Sur des commentaires en français et un montage de scènes tirées de films divers de son auteur, le module suivant s’avère un essai au cœur du processus de réflexion et de création de Nagisa Ôshima pour le film Contes cruels de la jeunesse, tiré de quatre carnets rédigés par le réalisateur entre 1959 et 1960, durant la conception de son second long-métrage (15’). Une succession de pensées qui reflètent la création en cours d’un artiste, dont on peut tirer de nombreuses clés nécessaires à la compréhension de ses films comme « décrire la jeunesse du Japon contemporain », « prendre le sexe comme objet », « jeunesse active, impulsive, lambda, qui s’enthousiasme pour le sexe », « remise en question des conventions », « histoires des parents qui font payer leurs torts à leurs enfants », « opter pour la classe moyenne, petite ville », « scandales, célébrité, mauvaise réputation », « drame de la conscience de soi, en est-ce bien un ? », « rencontre, séparation, blessures, réconciliations », « principes fondamentaux de la mise en scène, subjectivité de la caméra, couleurs sombres de peinture à l’huile », « filmer les choses longuement », « rendre clair les points de discorde », « exprimer l’impossibilité du couple », « la colère, l’exprimer, quels moyens ? »…Un bonus pointu, mais très recommandé, surtout pour les étudiants en cinéma.

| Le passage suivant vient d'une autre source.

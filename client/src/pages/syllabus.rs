//! Syllabus page for one course.

use catalog::auth::SessionState;
use catalog::listing::{SYLLABUS_PLACEHOLDER, Syllabus};
use catalog::routes;
use leptos::prelude::*;
use leptos_router::hooks::use_params_map;

use crate::components::navbar::Navbar;
use crate::state::notice::NoticeState;
use crate::util::epoch::RequestEpoch;

#[component]
pub fn SyllabusPage() -> impl IntoView {
    let session = expect_context::<RwSignal<SessionState>>();
    let notices = expect_context::<RwSignal<NoticeState>>();
    let params = use_params_map();
    let course_id = Memo::new(move |_| params.read().get(routes::COURSE_ID_PARAM).unwrap_or_default());
    let syllabus = RwSignal::new(None::<Syllabus>);

    let epoch = RequestEpoch::default();
    let epoch_cleanup = epoch.clone();
    on_cleanup(move || epoch_cleanup.close());

    let ready = Memo::new(move |_| !session.get().loading);
    Effect::new(move || {
        let id = course_id.get();
        if !ready.get() || id.is_empty() {
            return;
        }
        let ticket = epoch.begin();
        syllabus.set(None);
        #[cfg(feature = "hydrate")]
        {
            let epoch = epoch.clone();
            let store = crate::net::rest::RestStore::for_session(&session.get_untracked());
            leptos::task::spawn_local(async move {
                let result = catalog::listing::load_syllabus(&store, &id).await;
                if !epoch.is_current(ticket) {
                    return;
                }
                let loaded = result.unwrap_or_else(|e| {
                    crate::state::notice::notify_error(notices, e.to_string());
                    Syllabus { title: None, body: SYLLABUS_PLACEHOLDER.to_owned() }
                });
                syllabus.set(Some(loaded));
            });
        }
        #[cfg(not(feature = "hydrate"))]
        let _ = (ticket, notices);
    });

    let heading = move || {
        let title = syllabus.with(|s| s.as_ref().and_then(|s| s.title.clone())).unwrap_or_default();
        format!("{title} - Syllabus")
    };
    let body = move || {
        syllabus.with(|s| s.as_ref().map_or_else(|| SYLLABUS_PLACEHOLDER.to_owned(), |s| s.body.clone()))
    };

    view! {
        <div class="page">
            <Navbar/>
            <div class="page__content">
                <a class="btn btn--ghost back-link" href=routes::HOME>"← Back to Courses"</a>
                <h1 class="page__title">{heading}</h1>
                <div class="card syllabus">
                    <p class="syllabus__body">{body}</p>
                </div>
            </div>
        </div>
    }
}
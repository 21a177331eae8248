//! Server configuration parsed from environment variables.
//!
//! Required:
//! - `PORTAL_BACKEND_URL`: hosted backend base URL
//! - `PORTAL_ANON_KEY`: publishable anon key for that backend
//!
//! Optional:
//! - `PORT`: listen port, default 3000
//! - `PORTAL_HEALTH_TIMEOUT_SECS`: backend probe timeout, default 5

#[cfg(test)]
#[path = "config_test.rs"]
mod config_test;

use std::time::Duration;

use catalog::config::BackendConfig;

pub const DEFAULT_PORT: u16 = 3000;
pub const DEFAULT_HEALTH_TIMEOUT_SECS: u64 = 5;

#[derive(Debug, Clone, PartialEq, Eq, thiserror::Error)]
pub enum ConfigError {
    #[error("{var} required")]
    Missing { var: &'static str },
    #[error("invalid {var}: {value}")]
    Invalid { var: &'static str, value: String },
}

#[derive(Debug, Clone, PartialEq, Eq)]
pub struct ServerConfig {
    pub port: u16,
    pub backend: BackendConfig,
    pub health_timeout: Duration,
}

impl ServerConfig {
    /// Build config from the process environment.
    ///
    /// # Errors
    ///
    /// A required variable is missing or `PORT` does not parse.
    pub fn from_env() -> Result<Self, ConfigError> {
        Self::from_lookup(|key| std::env::var(key).ok())
    }

    /// Build config from an arbitrary variable lookup.
    ///
    /// # Errors
    ///
    /// A required variable is missing or `PORT` does not parse.
    pub fn from_lookup(lookup: impl Fn(&str) -> Option<String>) -> Result<Self, ConfigError> {
        let url = required(&lookup, "PORTAL_BACKEND_URL")?;
        let anon_key = required(&lookup, "PORTAL_ANON_KEY")?;
        let port = match lookup("PORT") {
            None => DEFAULT_PORT,
            Some(raw) => raw
                .trim()
                .parse()
                .map_err(|_| ConfigError::Invalid { var: "PORT", value: raw.clone() })?,
        };
        let health_timeout_secs = lookup("PORTAL_HEALTH_TIMEOUT_SECS")
            .and_then(|v| v.trim().parse::<u64>().ok())
            .filter(|secs| *secs > 0)
            .unwrap_or(DEFAULT_HEALTH_TIMEOUT_SECS);

        Ok(Self {
            port,
            backend: BackendConfig::new(&url, &anon_key),
            health_timeout: Duration::from_secs(health_timeout_secs),
        })
    }
}

fn required(lookup: &impl Fn(&str) -> Option<String>, var: &'static str) -> Result<String, ConfigError> {
    lookup(var)
        .map(|v| v.trim().to_owned())
        .filter(|v| !v.is_empty())
        .ok_or(ConfigError::Missing { var })
}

L’interactivité se clôt sur la bande-annonce.

L’Image et le son

Carlotta Films propose la nouvelle restauration 4K de Contes cruels de la jeunesse, réalisée sous la supervision de Takashi Kawamata, directeur de la photographie du film. Ce qui frappe dès les premières images du film, c’est la propreté incroyable de la copie. Les partis pris esthétiques originaux sont magnifiquement rendus à travers ce Blu-ray d’une folle élégance et aux couleurs étincelantes. Le piqué est affûté, la profondeur de champ impressionnante, les contrastes fabuleusement riches, les détails abondent aux quatre coins du cadre large, tandis que le codec AVC consolide l’ensemble avec fermeté, y compris sur les très nombreuses scènes se déroulant en basse lumière. Le grain argentique est un régal pour les mirettes. Apport HD indispensable et même primordial pour ce titre et même top démo pour ce Blu-ray (1080p).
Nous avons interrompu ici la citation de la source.